Le jeune homme frissonna: il était rarement bon signe de recevoir des menaces de la part de la banshee qui n'avait pas l'habitude de monter dans les tours. De même, sa voix restait parfaitement calme – un peu trop, peut-être. Est-ce précisément cela qui le motiva? Peut-être, peut-être pas. Le fait est qu'une fois son pantalon parfaitement remis, il déverrouilla la porte et… Celle-ci lui fut aussitôt arrachée des mains et la mine renfrognée de Lydia lui apparut. Mais il remarqua rapidement le visage détestable de Jackson, qui se tenait en retrait.
- Ah non, pas lui!
Son mécontentement n'était pas feint… Peut-être même était-il exacerbé par la douleur qui renaissait à nouveau – un plaisir. Jackson et sa souffrance intérieure dans la même pièce… Charmant. En plus, cet empaffé lui fit un signe de salut de la main… Avec un air clairement moqueur. Oh l'enfoiré, je vais me le faire, pensa très fort Stiles en serrant les poings.
- Dégage! Lui envoya-t-il directement.
Il n'avait pas envie de prendre de pincettes ni même de dissimuler la très légère rage que Jackson avait fait naître en lui. Sa présence seule pouvait presque suffire à lui donner de l'urticaire. Quoique son sourire… En avait sans doute également la capacité tant il était détestable.
- Il ne s'en ira pas, lui indiqua Lydia en le prenant par le poignet. Maintenant, viens.
Jackson avait finalement peut-être été utile à Stiles pour une chose: il avait remplacé son désespoir par une colère telle qu'elle mettrait un moment avant de s'évaporer. Mais il n'irait certainement pas le remercier pour autant. Il avait cafté, manqué de discrétion à son égard sciemment. Et maintenant, voilà que Stiles avait des comptes à rendre à Lydia alors qu'il était parti pour se faire le plus petit possible, histoire que l'on ne découvre pas son petit problème…
Stiles fut donc obligé de suivre Lydia et Jackson, tandis que la première l'amenait dans la cour du lycée. Lorsqu'elle leur eut dégoté un coin tranquille ainsi qu'un banc, elle fit assoir l'hyperactif et se plaça face à lui.
- Tu m'expliques? Fit-elle alors, les poings sur les hanches.
Stiles ne put s'empêcher de lancer un regard noir à l'enfoiré qui s'était adossé à un arbre juste à côté d'eux.
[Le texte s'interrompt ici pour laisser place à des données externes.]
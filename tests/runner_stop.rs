// tests/runner_stop.rs
#![cfg(unix)]

mod common;
use crate::common::builders::RequestBuilder;
use crate::common::fake_bin::FakeBin;
use crate::common::{init_tracing, with_timeout};

use std::error::Error;
use std::fs;
use std::sync::Arc;
use std::time::{Duration, Instant};

use nix::errno::Errno;
use nix::sys::signal::kill;
use nix::unistd::Pid;
use tokio::sync::mpsc;

use lerobot_runner::exec::RunCallbacks;
use lerobot_runner::{Planner, Runner, RunnerOptions, RunnerState, SessionManager};

type TestResult = Result<(), Box<dyn Error>>;

const GRACE: Duration = Duration::from_millis(400);

fn runner_for(bin: &FakeBin) -> Runner {
    Runner::new(
        Planner::with_bin_dir(bin.bin_dir()),
        SessionManager::new(bin.log_dir()),
    )
    .with_options(RunnerOptions { stop_grace: GRACE })
}

/// Callbacks that forward stdout chunks so a test can wait for the child to
/// report that it is up.
fn stdout_channel() -> (RunCallbacks, mpsc::UnboundedReceiver<String>) {
    let (tx, rx) = mpsc::unbounded_channel();
    let callbacks = RunCallbacks::new().on_stdout(move |chunk| {
        let _ = tx.send(chunk.to_string());
    });
    (callbacks, rx)
}

fn process_exists(pid: u32) -> bool {
    let pid = Pid::from_raw(i32::try_from(pid).expect("pid fits in i32"));
    !matches!(kill(pid, None), Err(Errno::ESRCH))
}

#[tokio::test]
async fn stop_without_active_process_is_a_no_op() -> TestResult {
    init_tracing();

    let bin = FakeBin::new()?;
    let runner = runner_for(&bin);

    let started = Instant::now();
    with_timeout(runner.stop()).await;

    assert!(started.elapsed() < GRACE);
    assert_eq!(runner.state(), RunnerState::Idle);
    Ok(())
}

#[tokio::test]
async fn stop_terminates_cooperative_process_with_sigterm() -> TestResult {
    init_tracing();

    let bin = FakeBin::new()?;
    bin.install("lerobot-teleoperate", "echo ready\nexec sleep 30")?;
    let runner = runner_for(&bin);
    let (callbacks, mut lines) = stdout_channel();

    let handle = runner.start(
        RequestBuilder::new("lerobot-teleoperate", &bin.work_dir()).build(),
        callbacks,
    )?;
    assert_eq!(with_timeout(lines.recv()).await.as_deref(), Some("ready\n"));
    assert_eq!(runner.state(), RunnerState::Running);
    let pid = runner.active_pid().ok_or("no pid while running")?;

    let started = Instant::now();
    with_timeout(runner.stop()).await;

    assert!(started.elapsed() < GRACE, "cooperative exit should not wait out the grace period");
    assert!(!process_exists(pid));

    let report = with_timeout(handle.wait()).await?;
    assert_eq!(report.exit_code, -15);
    assert_eq!(fs::read_to_string(report.session.stdout_path())?, "ready\n");
    assert_eq!(runner.state(), RunnerState::Idle);
    Ok(())
}

#[tokio::test]
async fn stop_kills_process_that_ignores_sigterm() -> TestResult {
    init_tracing();

    let bin = FakeBin::new()?;
    bin.install(
        "lerobot-record",
        "trap '' TERM\necho ready\nwhile :; do sleep 0.05; done",
    )?;
    let runner = Arc::new(runner_for(&bin));
    let (callbacks, mut lines) = stdout_channel();

    let handle = runner.start(
        RequestBuilder::new("lerobot-record", &bin.work_dir()).build(),
        callbacks,
    )?;
    assert_eq!(with_timeout(lines.recv()).await.as_deref(), Some("ready\n"));
    let pid = runner.active_pid().ok_or("no pid while running")?;

    let started = Instant::now();
    let stopper = {
        let runner = runner.clone();
        tokio::spawn(async move { runner.stop().await })
    };

    tokio::time::sleep(GRACE / 4).await;
    assert_eq!(runner.state(), RunnerState::Stopping);
    assert!(process_exists(pid), "SIGTERM alone must not have ended it");

    with_timeout(stopper).await?;
    assert!(started.elapsed() >= GRACE);
    assert!(!process_exists(pid), "stop returned before the process was reaped");

    let report = with_timeout(handle.wait()).await?;
    assert_eq!(report.exit_code, -9);
    assert_eq!(runner.state(), RunnerState::Idle);
    Ok(())
}

#[tokio::test]
async fn concurrent_stops_both_return_after_exit() -> TestResult {
    init_tracing();

    let bin = FakeBin::new()?;
    bin.install("lerobot-calibrate", "echo ready\nexec sleep 30")?;
    let runner = Arc::new(runner_for(&bin));
    let (callbacks, mut lines) = stdout_channel();

    let handle = runner.start(
        RequestBuilder::new("lerobot-calibrate", &bin.work_dir()).build(),
        callbacks,
    )?;
    assert_eq!(with_timeout(lines.recv()).await.as_deref(), Some("ready\n"));
    let pid = runner.active_pid().ok_or("no pid while running")?;

    let a = {
        let runner = runner.clone();
        tokio::spawn(async move { runner.stop().await })
    };
    let b = {
        let runner = runner.clone();
        tokio::spawn(async move { runner.stop().await })
    };
    with_timeout(a).await?;
    with_timeout(b).await?;

    assert!(!process_exists(pid));
    assert_eq!(with_timeout(handle.wait()).await?.exit_code, -15);
    Ok(())
}

#[tokio::test]
async fn stop_after_natural_exit_returns_immediately() -> TestResult {
    init_tracing();

    let bin = FakeBin::new()?;
    bin.install("lerobot-find-port", "echo /dev/ttyACM0")?;
    let runner = runner_for(&bin);

    let handle = runner.start(
        RequestBuilder::new("lerobot-find-port", &bin.work_dir()).build(),
        RunCallbacks::new(),
    )?;
    let report = with_timeout(handle.wait()).await?;
    assert_eq!(report.exit_code, 0);

    let started = Instant::now();
    with_timeout(runner.stop()).await;
    assert!(started.elapsed() < GRACE);
    Ok(())
}

#[tokio::test]
async fn stop_reaches_background_helpers_holding_the_pipes() -> TestResult {
    init_tracing();

    // The helper inherits stdout/stderr, so output only ends when it dies.
    let bin = FakeBin::new()?;
    bin.install("lerobot-record", "sleep 30 &\necho ready\nwait")?;
    bin.install("lerobot-find-port", "echo port")?;
    let runner = runner_for(&bin);
    let (callbacks, mut lines) = stdout_channel();

    let handle = runner.start(
        RequestBuilder::new("lerobot-record", &bin.work_dir()).build(),
        callbacks,
    )?;
    assert_eq!(with_timeout(lines.recv()).await.as_deref(), Some("ready\n"));

    with_timeout(runner.stop()).await;

    let report = tokio::time::timeout(Duration::from_secs(3), handle.wait())
        .await
        .map_err(|_| "run did not finish after stop")??;
    assert!(report.exit_code < 0, "exit code was {}", report.exit_code);
    assert_eq!(runner.state(), RunnerState::Idle);

    let next = runner.start(
        RequestBuilder::new("lerobot-find-port", &bin.work_dir()).build(),
        RunCallbacks::new(),
    )?;
    assert_eq!(with_timeout(next.wait()).await?.exit_code, 0);
    Ok(())
}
Il serra alors la mâchoire. Ce qu'il haïssait cette situation… Au lieu de courir aux toilettes, il aurait dû directement fuir vers le portail et sauter à l'intérieur de Roscoe: il aurait ainsi pu repousser la confrontation. Inutile de rêver l'éviter complètement étant donné que Lydia était connue dans la meute pour toujours obtenir ce qu'elle voulait, à raison.
Ainsi, il choisit de coopérer rapidement… Dans l'espoir d'être vite «relâché». Cette fois, il fuirait et il cesserait de contenir cette douleur qui grandissait doucement – elle lui faisait là la plus sympathique des faveurs.
- Y a un connard de gosse qui m'a lancé un sort, bougonna-t-il.
- Et depuis, il a ses règles, termina Jackson, son atroce sourire arrogant toujours présent.
- Mais ferme-la, toi! Explosa l'hyperactif.
- On se calme, tempéra Lydia en faisant signe à Jackson de se taire.
Et sur un ton autoritaire, elle demanda à l'humain assis face à elle, lequel dissimulait au mieux ses crampes au bas-ventre, de tout lui dire.